On Plants

Spring has sprung in South Dakota.  At least for today.  Radio man says that it’s supposed to be 50 and dreary for the next week.  But in the sunshine of our single-day spring, I took stock of my garden.  Six out of seven roses bushes survived.  Chives.  Rhubarb.  The parsley garden has begun.  By garden, I mean parsley overtook my entire vegetable garden last year.  Despite my best efforts to control it, I let it win. The entire plot will be grass before the end of the year.   I’ve discovered that I don’t have a knack for gardening.  I prefer the “plant and ignore” method.  Apparently, that’s unproductive.

The only gardening I will tend to this year is the front garden bed that wraps around the front of my house.  I’ve been fighting with that plot since I moved in and I am determined to win.  When I bought the house, prickly bushes filled the plot.  Every time I walked past them, I ruined another pair of nylons. The next summer, I tore them out with dreams of a full perennial garden, much like my mothers.  Except that this plot resides in mostly shade and vibrant flowers don’t thrive.  I finally figure that out after four years of trying.  Last summer, I found a stock of english garden flowers that grow in the shade.  I threw them into the ground and ignored them.  After our especially miserable winter, I had no doubt that my flower bed would again be empty. 

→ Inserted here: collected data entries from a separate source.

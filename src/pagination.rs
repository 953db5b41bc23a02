//! Page computation over latest-view projections.
//!
//! The contract, shared by every paginated listing:
//! - `total` counts all matching rows, independent of slicing;
//! - valid pages run `1..=ceil(total / per_page)` (page 1 when empty);
//! - out-of-range requests clamp to the nearest valid page instead of
//!   erroring, so a page is only ever empty when `total == 0`;
//! - repeated calls with no intervening writes return identical
//!   `(items, total)`.

use serde::{Deserialize, Serialize};

/// One page of a listing, with the exact total across all pages.
#[derive(Debug, Clone, Serialize, Deserialize)]
pub struct Page<T> {
    pub items: Vec<T>,
    pub total: usize,
    /// The page actually served, after clamping.
    pub page: usize,
    pub per_page: usize,
}

/// Number of the last valid page (1 when there are no rows).
pub fn last_page(total: usize, per_page: usize) -> usize {
    if total == 0 || per_page == 0 {
        1
    } else {
        total.div_ceil(per_page)
    }
}

/// Clamps a requested page into the valid range for `total` rows.
pub fn clamp_page(requested: usize, total: usize, per_page: usize) -> usize {
    requested.clamp(1, last_page(total, per_page))
}

/// Slices a fully sorted row set into the requested page.
///
/// Sorting must happen before calling this; the slice is taken with
/// `skip = (page - 1) * per_page`.
pub fn paginate<T>(rows: Vec<T>, requested_page: usize, per_page: usize) -> Page<T> {
    let total = rows.len();
    let page = clamp_page(requested_page, total, per_page);
    let items: Vec<T> = rows
        .into_iter()
        .skip((page - 1) * per_page.max(1))
        .take(per_page)
        .collect();
    Page {
        items,
        total,
        page,
        per_page,
    }
}

#[cfg(test)]
mod tests {
    use super::*;

    #[test]
    fn test_last_page_rounds_up() {
        assert_eq!(last_page(13, 10), 2);
        assert_eq!(last_page(20, 10), 2);
        assert_eq!(last_page(21, 10), 3);
        assert_eq!(last_page(1, 10), 1);
    }

    #[test]
    fn test_last_page_empty_is_one() {
        assert_eq!(last_page(0, 10), 1);
    }

    #[test]
    fn test_clamp_low_and_high() {
        assert_eq!(clamp_page(0, 13, 10), 1);
        assert_eq!(clamp_page(1, 13, 10), 1);
        assert_eq!(clamp_page(2, 13, 10), 2);
        assert_eq!(clamp_page(9, 13, 10), 2);
    }

    #[test]
    fn test_paginate_thirteen_rows_two_pages() {
        let rows: Vec<u32> = (1..=13).collect();

        let first = paginate(rows.clone(), 1, 10);
        assert_eq!(first.items.len(), 10);
        assert_eq!(first.total, 13);
        assert_eq!(first.page, 1);

        let second = paginate(rows.clone(), 2, 10);
        assert_eq!(second.items, vec![11, 12, 13]);
        assert_eq!(second.total, 13);

        // Page 9 clamps to the last valid page.
        let clamped = paginate(rows, 9, 10);
        assert_eq!(clamped.items, vec![11, 12, 13]);
        assert_eq!(clamped.page, 2);
    }

    #[test]
    fn test_paginate_empty_rows() {
        let page = paginate(Vec::<u32>::new(), 5, 10);
        assert!(page.items.is_empty());
        assert_eq!(page.total, 0);
        assert_eq!(page.page, 1);
    }

    #[test]
    fn test_paginate_is_idempotent() {
        let rows: Vec<u32> = (1..=25).collect();
        let a = paginate(rows.clone(), 2, 10);
        let b = paginate(rows, 2, 10);
        assert_eq!(a.items, b.items);
        assert_eq!(a.total, b.total);
    }

    #[test]
    fn test_exact_multiple_has_no_phantom_page() {
        let rows: Vec<u32> = (1..=20).collect();
        let page = paginate(rows, 3, 10);
        assert_eq!(page.page, 2);
        assert_eq!(page.items, (11..=20).collect::<Vec<u32>>());
    }
}
//! Recycle bin: soft delete, deleted-items listing, restore, purge.
//!
//! State machine per row:
//!
//! ```text
//! active -> deleted -> purged   (purged is terminal)
//! deleted -> active             (restore)
//! ```
//!
//! Soft-deleting a versioned snippet marks every active row of its
//! chain, and restore/purge act on the chain's soft-deleted rows only.
//! Versions saved after the delete are untouched, so purging a bin
//! entry never removes live data, and only bin entries can be restored
//! or purged in the first place. The recycle bin shows one entry per
//! chain (its highest-version deleted row); that entry's id addresses
//! the chain's deleted rows.
//!
//! Deleted large files and deleted snippets live in different
//! collections, so the listing is an explicit in-memory merge: fetch
//! from both (capped), sort by deletion recency, then paginate.

use crate::cache::SnippetCache;
use crate::config::SnipConfig;
use crate::error::{Result, SnipError};
use crate::model::{FileMeta, SnippetMeta};
use crate::pagination::{paginate, Page};
use crate::store::SnippetStore;
use chrono::{DateTime, Utc};
use serde::{Deserialize, Serialize};
use uuid::Uuid;

/// One recycle-bin entry, from either collection.
#[derive(Debug, Clone, Serialize, Deserialize)]
#[serde(tag = "kind", rename_all = "snake_case")]
pub enum DeletedEntry {
    Snippet(SnippetMeta),
    File(FileMeta),
}

impl DeletedEntry {
    pub fn id(&self) -> Uuid {
        match self {
            DeletedEntry::Snippet(meta) => meta.id,
            DeletedEntry::File(meta) => meta.id,
        }
    }

    pub fn name(&self) -> &str {
        match self {
            DeletedEntry::Snippet(meta) => &meta.name,
            DeletedEntry::File(meta) => &meta.name,
        }
    }

    fn sort_key(&self) -> DateTime<Utc> {
        match self {
            DeletedEntry::Snippet(meta) => meta.deleted_at.unwrap_or(meta.updated_at),
            DeletedEntry::File(meta) => meta.deleted_at.unwrap_or(meta.updated_at),
        }
    }
}

/// Soft-deletes every active row matching the given names, in both
/// collections. Returns the number of rows flipped.
pub fn soft_delete<S: SnippetStore, C: SnippetCache>(
    store: &S,
    cache: &C,
    config: &SnipConfig,
    owner_id: i64,
    names: &[String],
) -> Result<usize> {
    let deleted_at = Utc::now();
    let expires_at = deleted_at + config.trash_ttl();
    let mut affected = 0;

    for name in names {
        for mut row in store.snippet_versions(owner_id, name)? {
            if row.is_active {
                row.mark_deleted(deleted_at, expires_at);
                store.update_snippet(&row)?;
                affected += 1;
            }
        }
        if let Some(mut file) = store.file_by_name(owner_id, name)? {
            file.mark_deleted(deleted_at, expires_at);
            store.update_file(&file)?;
            affected += 1;
        }
    }

    if affected > 0 {
        super::invalidate_owner(cache, owner_id);
    }
    Ok(affected)
}

/// One page of the recycle bin, most recently deleted first.
///
/// Cross-collection: deleted snippet chains (one entry each, their
/// highest-version row) merged with deleted file rows. Each collection
/// contributes at most [`super::MERGE_FETCH_CAP`] entries per call.
pub fn list_deleted<S: SnippetStore>(
    store: &S,
    owner_id: i64,
    page: usize,
    per_page: usize,
) -> Result<Page<DeletedEntry>> {
    let mut snippet_entries: Vec<DeletedEntry> = {
        // Collapse each deleted chain to its highest-version row.
        let mut by_name: std::collections::HashMap<String, crate::model::SnippetRow> =
            std::collections::HashMap::new();
        for row in store.deleted_snippets(owner_id)? {
            match by_name.get(&row.name) {
                Some(kept) if kept.version >= row.version => {}
                _ => {
                    by_name.insert(row.name.clone(), row);
                }
            }
        }
        by_name
            .into_values()
            .map(|row| DeletedEntry::Snippet(SnippetMeta::from(&row)))
            .collect()
    };

    let mut file_entries: Vec<DeletedEntry> = store
        .deleted_files(owner_id)?
        .iter()
        .map(|row| DeletedEntry::File(FileMeta::from(row)))
        .collect();

    // Most recently deleted first; id as tiebreaker so repeated reads
    // paginate identically when timestamps collide.
    let recency =
        |a: &DeletedEntry, b: &DeletedEntry| b.sort_key().cmp(&a.sort_key()).then_with(|| a.id().cmp(&b.id()));

    // Bound memory before the merge; drop the oldest overflow.
    snippet_entries.sort_by(recency);
    snippet_entries.truncate(super::MERGE_FETCH_CAP);
    file_entries.sort_by(recency);
    file_entries.truncate(super::MERGE_FETCH_CAP);

    let mut merged = snippet_entries;
    merged.append(&mut file_entries);
    merged.sort_by(recency);

    Ok(paginate(merged, page, per_page))
}

/// Brings a soft-deleted row back: snippet collection first, then
/// files. For a snippet, every soft-deleted row of the chain is
/// reactivated.
pub fn restore<S: SnippetStore, C: SnippetCache>(
    store: &S,
    cache: &C,
    owner_id: i64,
    id: &Uuid,
) -> Result<()> {
    if let Some(row) = store.snippet_by_id(owner_id, id)? {
        if row.is_active {
            return Err(SnipError::NotFound(*id));
        }
        for mut chained in store.snippet_versions(owner_id, &row.name)? {
            if !chained.is_active {
                chained.mark_restored();
                store.update_snippet(&chained)?;
            }
        }
        super::invalidate_owner(cache, owner_id);
        return Ok(());
    }

    if let Some(mut file) = store.file_by_id(owner_id, id)? {
        if file.is_active {
            return Err(SnipError::NotFound(*id));
        }
        file.mark_restored();
        store.update_file(&file)?;
        super::invalidate_owner(cache, owner_id);
        return Ok(());
    }

    Err(SnipError::NotFound(*id))
}

/// Physically removes a recycle-bin entry: snippet collection first,
/// then files. For a snippet, every soft-deleted row of the chain
/// goes; active rows stay. Irreversible.
pub fn purge<S: SnippetStore, C: SnippetCache>(
    store: &S,
    cache: &C,
    owner_id: i64,
    id: &Uuid,
) -> Result<()> {
    if let Some(row) = store.snippet_by_id(owner_id, id)? {
        if row.is_active {
            return Err(SnipError::NotFound(*id));
        }
        for chained in store.snippet_versions(owner_id, &row.name)? {
            if !chained.is_active {
                store.remove_snippet(owner_id, &chained.id)?;
            }
        }
        super::invalidate_owner(cache, owner_id);
        return Ok(());
    }

    if let Some(file) = store.file_by_id(owner_id, id)? {
        if file.is_active {
            return Err(SnipError::NotFound(*id));
        }
        store.remove_file(owner_id, id)?;
        super::invalidate_owner(cache, owner_id);
        return Ok(());
    }

    Err(SnipError::NotFound(*id))
}
// reposcout entry point.

use clap::Parser;
use dotenv::dotenv;
use tracing::error;

use reposcout::app::App;
use reposcout::args::Args;
use reposcout::error::Result;

#[tokio::main]
async fn main() {
    tracing_subscriber::fmt::init();
    dotenv().ok();

    let args = Args::parse();
    if let Err(err) = run(args).await {
        error!("{}", err);
        std::process::exit(1);
    }
}

async fn run(args: Args) -> Result<()> {
    App::new(&args)?.run().await
}
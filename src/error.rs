// Error types for reposcout.
// Separates transport failures (classified per request) from fetch
// exhaustion and local search validation.

use thiserror::Error;

/// Failure of a single HTTP exchange, classified so callers can decide
/// what is worth retrying.
#[derive(Error, Debug)]
pub enum TransportError {
    #[error("request to {url} timed out")]
    Timeout { url: String },

    #[error("connection refused: {url}")]
    ConnectionRefused { url: String },

    #[error("protocol error: {message}")]
    Protocol { status: Option<u16>, message: String },

    #[error("failed to build HTTP client: {0}")]
    Build(String),
}

impl TransportError {
    /// Classify a reqwest failure for the request that produced it.
    pub(crate) fn from_reqwest(url: &str, err: reqwest::Error) -> Self {
        if err.is_timeout() {
            TransportError::Timeout {
                url: url.to_string(),
            }
        } else if err.is_connect() {
            TransportError::ConnectionRefused {
                url: url.to_string(),
            }
        } else {
            TransportError::Protocol {
                status: err.status().map(|s| s.as_u16()),
                message: err.to_string(),
            }
        }
    }

    /// True for failures that tend to clear on their own: HTTP 429 and
    /// any 5xx. Everything else is handed to the caller unchanged.
    pub fn is_transient(&self) -> bool {
        matches!(
            self,
            TransportError::Protocol {
                status: Some(code),
                ..
            } if *code == 429 || *code >= 500
        )
    }
}

/// A page fetch that gave up after exhausting its attempt budget.
#[derive(Error, Debug)]
pub enum FetchError {
    #[error("search request failed after {attempts} attempts: {source}")]
    Exhausted {
        attempts: u32,
        #[source]
        source: TransportError,
    },
}

/// Top-level errors surfaced by the search controller and the CLI.
#[derive(Error, Debug)]
pub enum SearchError {
    #[error("search query must not be empty")]
    EmptyQuery,

    #[error(transparent)]
    Transport(#[from] TransportError),

    #[error(transparent)]
    Fetch(#[from] FetchError),
}

pub type Result<T> = std::result::Result<T, SearchError>;
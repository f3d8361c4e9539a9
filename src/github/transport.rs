// HTTP transport for the search API.
// Owns the pooled client, classifies request failures, and retries
// transient statuses before anything reaches the fetch layer.

use std::time::Duration;

use backon::{ExponentialBuilder, Retryable};
use reqwest::{
    Client, StatusCode,
    header::{ACCEPT, AUTHORIZATION, HeaderMap, HeaderValue, USER_AGENT},
};
use tokio::time::sleep;
use tracing::{debug, warn};

use crate::error::TransportError;

use super::types::RateLimit;

const GITHUB_API_BASE: &str = "https://api.github.com";
const GITHUB_API_VERSION: &str = "2022-11-28";

/// Transport tuning knobs. Defaults match the public GitHub API; tests
/// point `base_url` at a local server and shrink the retry delays.
#[derive(Debug, Clone)]
pub struct TransportConfig {
    pub base_url: String,
    pub token: Option<String>,
    pub user_agent: String,
    pub timeout: Duration,
    pub pool_max_idle: usize,
    pub max_retries: usize,
    pub retry_min_delay: Duration,
    pub retry_max_delay: Duration,
}

impl Default for TransportConfig {
    fn default() -> Self {
        Self {
            base_url: GITHUB_API_BASE.to_string(),
            token: None,
            user_agent: "reposcout".to_string(),
            timeout: Duration::from_secs(10),
            pool_max_idle: 5,
            max_retries: 3,
            retry_min_delay: Duration::from_millis(500),
            retry_max_delay: Duration::from_secs(8),
        }
    }
}

/// A response the transport obtained, whatever its status. Rate limit
/// headers are already parsed; non-2xx handling is the caller's call.
#[derive(Debug)]
pub struct RawResponse {
    pub status: StatusCode,
    pub rate_limit: RateLimit,
    pub body: String,
}

/// Pooled HTTP client for the search API. Requests that fail with a
/// retryable status (HTTP 429 or any 5xx) are retried with exponential
/// backoff; everything else surfaces as a classified error or response.
pub struct Transport {
    client: Client,
    base_url: String,
    backoff: ExponentialBuilder,
}

impl Transport {
    pub fn new(config: TransportConfig) -> Result<Self, TransportError> {
        let mut headers = HeaderMap::new();

        headers.insert(
            ACCEPT,
            HeaderValue::from_static("application/vnd.github+json"),
        );
        headers.insert(
            "X-GitHub-Api-Version",
            HeaderValue::from_static(GITHUB_API_VERSION),
        );
        if let Some(token) = &config.token {
            headers.insert(
                AUTHORIZATION,
                HeaderValue::from_str(&format!("Bearer {}", token))
                    .map_err(|_| TransportError::Build("invalid token characters".to_string()))?,
            );
        }
        headers.insert(
            USER_AGENT,
            HeaderValue::from_str(&config.user_agent)
                .map_err(|_| TransportError::Build("invalid user agent".to_string()))?,
        );

        let client = Client::builder()
            .default_headers(headers)
            .timeout(config.timeout)
            .pool_max_idle_per_host(config.pool_max_idle)
            .build()
            .map_err(|e| TransportError::Build(e.to_string()))?;

        let backoff = ExponentialBuilder::default()
            .with_min_delay(config.retry_min_delay)
            .with_max_delay(config.retry_max_delay)
            .with_max_times(config.max_retries)
            .with_jitter();

        Ok(Self {
            client,
            base_url: config.base_url,
            backoff,
        })
    }

    /// GET `path` with query parameters, retrying transient failures.
    /// Returns the response for any terminal status, including 4xx; the
    /// retry budget applies per call, not across calls.
    pub async fn send(
        &self,
        path: &str,
        params: &[(&'static str, String)],
    ) -> Result<RawResponse, TransportError> {
        let url = format!("{}{}", self.base_url, path);

        (|| async { self.send_once(&url, params).await })
            .retry(self.backoff)
            .sleep(sleep)
            .when(TransportError::is_transient)
            .notify(|err: &TransportError, delay: Duration| {
                warn!("transient transport failure, retrying in {:?}: {}", delay, err);
            })
            .await
    }

    async fn send_once(
        &self,
        url: &str,
        params: &[(&'static str, String)],
    ) -> Result<RawResponse, TransportError> {
        debug!("GET {}", url);

        let response = self
            .client
            .get(url)
            .query(params)
            .send()
            .await
            .map_err(|e| TransportError::from_reqwest(url, e))?;

        let status = response.status();
        let rate_limit = rate_limit_from_headers(response.headers());

        if status == StatusCode::TOO_MANY_REQUESTS || status.is_server_error() {
            return Err(TransportError::Protocol {
                status: Some(status.as_u16()),
                message: format!("retryable status {} from {}", status, url),
            });
        }

        let body = response
            .text()
            .await
            .map_err(|e| TransportError::from_reqwest(url, e))?;

        Ok(RawResponse {
            status,
            rate_limit,
            body,
        })
    }
}

/// Parse rate limit headers, leaving zeroes for anything absent.
fn rate_limit_from_headers(headers: &HeaderMap) -> RateLimit {
    let field = |name: &str| {
        headers
            .get(name)
            .and_then(|v| v.to_str().ok())
            .and_then(|v| v.parse().ok())
            .unwrap_or(0)
    };

    RateLimit {
        limit: field("x-ratelimit-limit"),
        remaining: field("x-ratelimit-remaining"),
        reset: field("x-ratelimit-reset"),
    }
}
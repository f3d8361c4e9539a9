// GitHub search API module.
// Provides the transport, the page fetcher, and the search data model.

pub mod fetcher;
pub mod transport;
pub mod types;

pub use fetcher::{DEFAULT_PAGE_SIZE, FetchConfig, Fetcher};
pub use transport::{RawResponse, Transport, TransportConfig};
pub use types::*;
//! # reposcout
//!
//! Incremental GitHub repository search with cached, rate-limit aware
//! paging.
//!
//! The pieces compose in one direction: a [`Transport`] owns the pooled
//! HTTP client and retries transient statuses, a [`Fetcher`] adds the
//! page cache, rate-limit waits, and an attempt budget on top of it,
//! and a [`SearchController`] drives one search session at a time,
//! feeding whatever [`SearchConsumer`] it was given. Results are
//! delivered in page order even though fetches run on background tasks;
//! starting a new search makes any in-flight page stale, and stale
//! pages are discarded when they land.
//!
//! ```no_run
//! use std::sync::Arc;
//!
//! use reposcout::consumer::{ConsoleConsumer, OutputMode};
//! use reposcout::{Fetcher, PageCache, SearchController, SearchSort, Transport, TransportConfig};
//!
//! # #[tokio::main]
//! # async fn main() -> Result<(), reposcout::SearchError> {
//! let transport = Arc::new(Transport::new(TransportConfig::default())?);
//! let cache = Arc::new(PageCache::default());
//! let fetcher = Arc::new(Fetcher::new(transport, cache));
//!
//! let consumer = ConsoleConsumer::new(OutputMode::Text);
//! let mut controller = SearchController::new(fetcher, consumer);
//!
//! controller.start_search("raft consensus", SearchSort::Stars, Some("Go"))?;
//! while controller.drain_next().await {
//!     if controller.is_exhausted() || !controller.load_more() {
//!         break;
//!     }
//! }
//! # Ok(())
//! # }
//! ```

pub mod app;
pub mod args;
pub mod cache;
pub mod consumer;
pub mod controller;
pub mod error;
pub mod github;

pub use app::App;
pub use args::Args;
pub use cache::{CacheStats, PageCache};
pub use consumer::{ConsoleConsumer, OutputMode, SearchConsumer};
pub use controller::{Debouncer, SearchController};
pub use error::{FetchError, Result, SearchError, TransportError};
pub use github::{
    Fetcher, PageResult, RepositoryRecord, SearchKey, SearchSort, SearchTerms, Transport,
    TransportConfig,
};
// Bounded in-memory cache of mapped result pages.
// Exact-key lookups only; inserting past capacity evicts the
// least-recently-used page.

use std::num::NonZeroUsize;
use std::sync::Mutex;
use std::sync::atomic::{AtomicU64, Ordering};

use lru::LruCache;

use crate::github::{PageResult, SearchKey};

/// Default number of pages kept in memory.
pub const DEFAULT_CAPACITY: usize = 100;

/// Hit/miss counters plus the current cache size.
#[derive(Debug, Clone, Copy, PartialEq, Eq)]
pub struct CacheStats {
    pub hits: u64,
    pub misses: u64,
    pub len: usize,
}

/// LRU cache of result pages, shared between fetches via `Arc`.
pub struct PageCache {
    entries: Mutex<LruCache<SearchKey, PageResult>>,
    hits: AtomicU64,
    misses: AtomicU64,
}

impl PageCache {
    /// Create a cache bounded to `capacity` pages (minimum one).
    pub fn new(capacity: usize) -> Self {
        let capacity = NonZeroUsize::new(capacity.max(1)).unwrap_or(NonZeroUsize::MIN);
        Self {
            entries: Mutex::new(LruCache::new(capacity)),
            hits: AtomicU64::new(0),
            misses: AtomicU64::new(0),
        }
    }

    /// Look up a page, marking it most recently used on a hit.
    pub fn get(&self, key: &SearchKey) -> Option<PageResult> {
        let mut entries = self.entries.lock().expect("page cache mutex poisoned");
        match entries.get(key) {
            Some(page) => {
                self.hits.fetch_add(1, Ordering::Relaxed);
                Some(page.clone())
            }
            None => {
                self.misses.fetch_add(1, Ordering::Relaxed);
                None
            }
        }
    }

    /// Insert a page, evicting the least-recently-used entry if full.
    pub fn put(&self, key: SearchKey, page: PageResult) {
        self.entries
            .lock()
            .expect("page cache mutex poisoned")
            .put(key, page);
    }

    pub fn len(&self) -> usize {
        self.entries.lock().expect("page cache mutex poisoned").len()
    }

    pub fn is_empty(&self) -> bool {
        self.len() == 0
    }

    pub fn stats(&self) -> CacheStats {
        CacheStats {
            hits: self.hits.load(Ordering::Relaxed),
            misses: self.misses.load(Ordering::Relaxed),
            len: self.len(),
        }
    }
}

impl Default for PageCache {
    fn default() -> Self {
        Self::new(DEFAULT_CAPACITY)
    }
}
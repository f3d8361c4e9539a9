// Page fetcher for repository search.
// Wraps the transport with a cache lookup, rate-limit waits, and a
// bounded attempt loop with exponential backoff.

use std::sync::Arc;
use std::time::Duration;

use chrono::Utc;
use reqwest::StatusCode;
use tokio::time::sleep;
use tracing::{debug, warn};

use crate::cache::PageCache;
use crate::error::{FetchError, TransportError};

use super::transport::{RawResponse, Transport};
use super::types::{PageResult, RawItem, RepositoryRecord, SearchKey, SearchResponse};

const SEARCH_PATH: &str = "/search/repositories";

/// Results requested per page. A shorter page marks the end of results.
pub const DEFAULT_PAGE_SIZE: u32 = 30;

/// Fetch tuning knobs. Tests shrink the backoff base so retry paths run
/// in milliseconds.
#[derive(Debug, Clone)]
pub struct FetchConfig {
    /// Attempts per page before giving up. Rate-limit waits do not
    /// count against this budget.
    pub attempts: u32,
    /// Base delay between failed attempts, doubled each time.
    pub backoff_base: Duration,
    /// Upper bound on a single rate-limit wait.
    pub rate_limit_cap: Duration,
    pub page_size: u32,
}

impl Default for FetchConfig {
    fn default() -> Self {
        Self {
            attempts: 3,
            backoff_base: Duration::from_secs(1),
            rate_limit_cap: Duration::from_secs(60),
            page_size: DEFAULT_PAGE_SIZE,
        }
    }
}

/// Fetches one search page at a time, consulting the shared cache
/// before touching the network.
pub struct Fetcher {
    transport: Arc<Transport>,
    cache: Arc<PageCache>,
    config: FetchConfig,
}

impl Fetcher {
    pub fn new(transport: Arc<Transport>, cache: Arc<PageCache>) -> Self {
        Self::with_config(transport, cache, FetchConfig::default())
    }

    pub fn with_config(transport: Arc<Transport>, cache: Arc<PageCache>, config: FetchConfig) -> Self {
        Self {
            transport,
            cache,
            config,
        }
    }

    /// Fetch one page of results for `key`, from cache when possible.
    ///
    /// Rate-limited responses wait out the reset (bounded by the
    /// configured cap) and retry without consuming an attempt. Anything
    /// else that fails burns an attempt; once the budget is spent the
    /// last failure is returned as `FetchError::Exhausted`.
    pub async fn fetch(&self, key: &SearchKey) -> Result<PageResult, FetchError> {
        if let Some(page) = self.cache.get(key) {
            debug!("cache hit for '{}' page {}", key.query, key.page);
            return Ok(page);
        }

        let params = self.query_params(key);
        let mut attempt: u32 = 1;

        loop {
            let failure = match self.transport.send(SEARCH_PATH, &params).await {
                Ok(response) => {
                    if let Some(wait) = rate_limit_wait(&response, self.config.rate_limit_cap) {
                        warn!(
                            "rate limited on page {}; waiting {}s before retrying",
                            key.page,
                            wait.as_secs()
                        );
                        if !wait.is_zero() {
                            sleep(wait).await;
                        }
                        continue;
                    }

                    if response.status == StatusCode::UNPROCESSABLE_ENTITY {
                        debug!("page {} is past the search window; ending results", key.page);
                        return Ok(PageResult::end_of_results());
                    }

                    if response.status.is_success() {
                        let page = self.parse_page(&response.body);
                        debug!(
                            "page {} fetched: {} records of {} total",
                            key.page,
                            page.records.len(),
                            page.total_count
                        );
                        self.cache.put(key.clone(), page.clone());
                        return Ok(page);
                    }

                    TransportError::Protocol {
                        status: Some(response.status.as_u16()),
                        message: format!("unexpected status {}", response.status),
                    }
                }
                Err(err) => err,
            };

            warn!("attempt {} for page {} failed: {}", attempt, key.page, failure);
            if attempt >= self.config.attempts {
                return Err(FetchError::Exhausted {
                    attempts: self.config.attempts,
                    source: failure,
                });
            }

            let delay = self.config.backoff_base * 2u32.pow(attempt);
            debug!("backing off {:?} before attempt {}", delay, attempt + 1);
            sleep(delay).await;
            attempt += 1;
        }
    }

    fn query_params(&self, key: &SearchKey) -> Vec<(&'static str, String)> {
        let mut query = key.query.clone();
        if let Some(language) = &key.language {
            query.push_str(&format!(" language:{}", language));
        }

        vec![
            ("q", query),
            ("sort", key.sort.query_value().to_string()),
            ("order", "desc".to_string()),
            ("page", key.page.to_string()),
            ("per_page", self.config.page_size.to_string()),
        ]
    }

    /// Map a response body onto a page, absorbing malformed input. A
    /// body without an item list reads as an empty final page.
    fn parse_page(&self, body: &str) -> PageResult {
        let response: SearchResponse = serde_json::from_str(body).unwrap_or_default();

        let Some(items) = response.items else {
            warn!("response body carried no items; treating as empty page");
            return PageResult {
                records: Vec::new(),
                total_count: response.total_count,
                is_last_page: true,
            };
        };

        let records: Vec<RepositoryRecord> = items
            .into_iter()
            .map(|item| {
                RepositoryRecord::from_raw(serde_json::from_value::<RawItem>(item).unwrap_or_default())
            })
            .collect();

        let is_last_page = (records.len() as u32) < self.config.page_size;
        PageResult {
            records,
            total_count: response.total_count,
            is_last_page,
        }
    }
}

/// Wait needed before retrying a rate-limited response, if it is one.
/// A reset already in the past yields a zero wait; the retry itself
/// still skips the attempt budget.
fn rate_limit_wait(response: &RawResponse, cap: Duration) -> Option<Duration> {
    if response.status != StatusCode::FORBIDDEN {
        return None;
    }
    let limits = &response.rate_limit;
    if limits.remaining > 0 || limits.reset == 0 {
        return None;
    }

    let now = Utc::now().timestamp();
    let wait = (limits.reset as i64 - now).max(0) as u64;
    Some(Duration::from_secs(wait).min(cap))
}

I was wrong.  Several of the plants have returned, green and growing.  Hooray!  Now, if they would only spread and fill the entire bed with beautiful foliage and delicate little flowers, I’d win.

In half. 

The other half that curves around to the side grows weeds.  The weed garden is blooming full force.I’ve dug it up, filled with supplementary soil, added miracle grow.  I’m tempted to resort to a last-ditch effort to plant my mother’s extra iris’.  The ones she dug up and threw away, only to find them growing beneath the garbage cans fifteen years ago.  It seems they will thrive anywhere.  Except that the purple clashes with the peeling red trim on my windows.

So, I’m not much of a gardener but as I was looking over my surviving plants today, last nights blog post popped into mind and I decided that it was unfinished.  I began thinking about plants.  Not English Ivy or Tulips.  But people who have been planted in your life.  Take for example a friend of mine.  I met her many years ago when I was pregnant with Jaz.  She was hired as my co-worker and we became fast friends.  When we met, I didn’t realize that she had been planted in my life for an experience that I would face several years down the road.  An experience that only she could guide me through.

Last year, she was struggling through a long unemployment with no end in sight.  I said to her the most comforting thing I knew.  “You were hired with me all those years ago, planted in my life, because I would come to need you later.  God just hasn’t found the right place to plant you yet.” I hope it gave her some comfort. 

There have been many plants in my life.  Some beautiful and luscious that fill my flower bed with greenery and flowers.  Some are perennials, returning year after year.  My sons godmother who is one of the best supporters in writing that I know, despite an eleven year silence.  The friend I’ve watched grow into a passionate and caring graduate who ignites my passion to change with world and reminds me of hope.  Another friend who always has something nice to say and reminds me that a sincere compliment without reason can change the outcome of a day.  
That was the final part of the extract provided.